Additionally, RWD data enables long-term disease and outcome tracking, so life sciences companies can better understand disease courses, drug impacts, patient needs, and treatment opportunities.
- More personalised medicine
Not every drug is suitable for every individual. Outcomes vary based on lifestyle, genetic factors, health history, background, treatment adherence, and countless other variables. Patients frequently receive prescriptions proven effective in clinical trials or known to work for the general population - but the medication may not fit the particular person’s circumstances. For example, while anti-inflammatories help many people, they’re potentially dangerous for someone taking blood thinners or suffering from liver cirrhosis.Personalised medicine accounts for individual variabilities, so providers can deliver tailored care, resulting in better patient outcomes. The wider variety of datasets made available by leveraging RWD enables better assessment of biological factors and social determinants of health when making healthcare decisions.
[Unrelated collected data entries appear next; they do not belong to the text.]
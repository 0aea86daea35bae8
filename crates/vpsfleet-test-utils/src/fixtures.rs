//! Catalog fixtures served by the fake vendor
//!
//! Labels line up with the provider's size/image alias tables.

use vpsfleet_provider::api::{ImageRecord, PlanRecord, RegionRecord};

pub fn plans() -> Vec<PlanRecord> {
    [
        ("plan-1", "Standard 1024", 20_480, 1_024),
        ("plan-2", "Standard 2048", 30_720, 2_048),
        ("plan-3", "Standard 4096", 49_152, 4_096),
        ("plan-4", "Standard 8192", 98_304, 8_192),
    ]
    .into_iter()
    .map(|(id, label, disk_mb, ram_mb)| PlanRecord {
        id: id.to_string(),
        label: label.to_string(),
        disk_mb,
        ram_mb,
    })
    .collect()
}

pub fn regions() -> Vec<RegionRecord> {
    [
        ("region-2", "dallas"),
        ("region-3", "fremont"),
        ("region-4", "atlanta"),
        ("region-6", "newark"),
        ("region-7", "london"),
        ("region-8", "tokyo"),
        ("region-9", "singapore"),
        ("region-10", "frankfurt"),
    ]
    .into_iter()
    .map(|(id, label)| RegionRecord {
        id: id.to_string(),
        label: label.to_string(),
    })
    .collect()
}

pub fn images() -> Vec<ImageRecord> {
    [
        ("image-124", "Ubuntu 14.04 LTS"),
        ("image-146", "Ubuntu 16.04 LTS"),
        ("image-127", "CentOS 6.8"),
        ("image-129", "CentOS 7"),
        ("image-130", "Debian 7"),
        ("image-140", "Debian 8"),
        ("image-149", "Fedora 24"),
        ("image-155", "Fedora 25"),
    ]
    .into_iter()
    .map(|(id, label)| ImageRecord {
        id: id.to_string(),
        label: label.to_string(),
    })
    .collect()
}
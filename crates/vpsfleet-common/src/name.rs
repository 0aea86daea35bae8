//! Per-server label helpers
//!
//! Every server in a batch is labeled `<name>-<server_id>` during the tag
//! phase, so labels stay unique across a batch sharing one base name.

/// Build the per-server label.
pub fn unique_name(name: &str, server_id: &str) -> String {
    format!("{name}-{server_id}")
}

/// Split a label into its base name and trailing server id.
///
/// The base name may itself contain `-`; only the last component is treated
/// as the id. Labels without a separator come back whole, with no id.
pub fn parse_unique_name(label: &str) -> (&str, Option<&str>) {
    match label.rsplit_once('-') {
        Some((name, id)) if !name.is_empty() && !id.is_empty() => (name, Some(id)),
        _ => (label, None),
    }
}

#[cfg(test)]
mod tests {
    use super::*;

    #[test]
    fn roundtrip() {
        let label = unique_name("web", "10042");
        assert_eq!(label, "web-10042");
        assert_eq!(parse_unique_name(&label), ("web", Some("10042")));
    }

    #[test]
    fn name_may_contain_separator() {
        assert_eq!(
            parse_unique_name("test-server-10042"),
            ("test-server", Some("10042"))
        );
    }

    #[test]
    fn no_separator_means_no_id() {
        assert_eq!(parse_unique_name("plain"), ("plain", None));
        assert_eq!(parse_unique_name("trailing-"), ("trailing-", None));
    }
}
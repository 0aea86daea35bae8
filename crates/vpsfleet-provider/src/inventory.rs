//! Tag-based batch inventory
//!
//! Batch membership is never stored locally: every listing re-reads the
//! vendor's server list and reconstructs batches from group tags, so the
//! view self-heals across process restarts. Servers whose tag does not
//! parse as a batch tag are not ours and are skipped, silently.

use crate::api::{ServerRecord, VendorApi, first_public_address};
use crate::error::{Error, Phase, Result};
use crate::fanout::join_settled;
use crate::provision::{Server, project_server};
use std::collections::HashMap;
use tracing::debug;
use vpsfleet_common::BatchId;

/// Point-in-time view of managed servers.
#[derive(Debug)]
pub struct Listing {
    pub servers: Vec<Server>,
}

/// Recomputes batch membership from live vendor state.
pub struct Inventory<'a> {
    api: &'a dyn VendorApi,
}

impl<'a> Inventory<'a> {
    pub fn new(api: &'a dyn VendorApi) -> Self {
        Self { api }
    }

    /// List managed servers, optionally restricted to one batch.
    pub async fn list(&self, filter: Option<&BatchId>) -> Result<Listing> {
        let records = self
            .api
            .list_servers()
            .await
            .map_err(|e| Error::transport("list_servers", e))?;

        let mut members: Vec<(ServerRecord, BatchId)> = Vec::new();
        for record in records {
            let Some(batch_id) = BatchId::parse_full_tag(&record.group) else {
                continue;
            };
            if let Some(filter) = filter {
                if filter != &batch_id {
                    continue;
                }
            }
            members.push((record, batch_id));
        }
        debug!(count = members.len(), filter = ?filter.map(BatchId::as_str), "Listed managed servers");

        let addresses = join_settled(
            members
                .iter()
                .map(|(record, _)| (record.id.clone(), self.api.list_addresses(&record.id)))
                .collect(),
        )
        .await
        .into_result(Phase::Addresses)?;
        let ip_by_server: HashMap<String, Option<String>> = addresses
            .into_iter()
            .map(|(id, addrs)| (id, first_public_address(&addrs)))
            .collect();

        let servers = members
            .iter()
            .map(|(record, batch_id)| {
                project_server(
                    record,
                    batch_id,
                    ip_by_server.get(&record.id).cloned().flatten(),
                )
            })
            .collect();
        Ok(Listing { servers })
    }
}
PV teams can use curated fit-for-purpose data linked with anonymous patient-level data for additional context to identify a cohort, intervention, or outcome of interest. Cognitive computing helps build patient profiles and isolate risk factors, which inform medication prescribing and identify alternative treatment options. For instance, researchers analysed RWD to determine that anticholinergic drugs are associated with cognitive decline in elderly patients. This type of information leads to optimal medication use.
Analytics unlock the value of real-world data
Access to RWD won’t benefit patients without the right tools to extract meaning from that data. The growth in RWD sources and variety increases data management and signal detection complexity. Manual management processes take significant time and cognitive effort from safety professionals, slowing incident responses and detracting from high-value strategic tasks.
Technological advancements like AI-powered pharmacovigilance software allow teams to automate data collection, management, and analysis. Automation gathers and extracts safety case attributes from structured and unstructured fields stored in many disparate sources, increasing efficiency and accuracy in the data intake process.
Cognitive computing combs through the hundreds of thousands of terabytes of data to reveal deeper insights in less time than manual review alone, so safety teams can apply their medical reasoning to the findings quickly. These in-depth, hypothesis-free signal data analyses enable more robust benefit-risk and treatment safety profiles.
To best leverage RWD, companies should look for an end-to-end safety platform that supports:
- Seamless integration and data federation: Platforms should create a unified database that will work seamlessly with current and future ecosystems.
- Cross-platform analytics: The solution must be capable of analysing information and connecting out-of-the-box with an array of different data sources.
- Intelligent automation: Platforms should use explainable, proven algorithms that cut through the noise and identify trends in large data sets.
- Self-service reporting and dashboarding: Stakeholders must be able to gain quick and easy access to data.
PV and drug development sit on the precipice of a revolution with RWD poised to change patient care for the better. While increased data sources and caseloads present signal monitoring challenges, those resources create opportunities to drive positive change. Organisations must embrace this data and invest in processes and tools to optimise RWD’s value to patient care. The assets are available - it’s time to leverage them.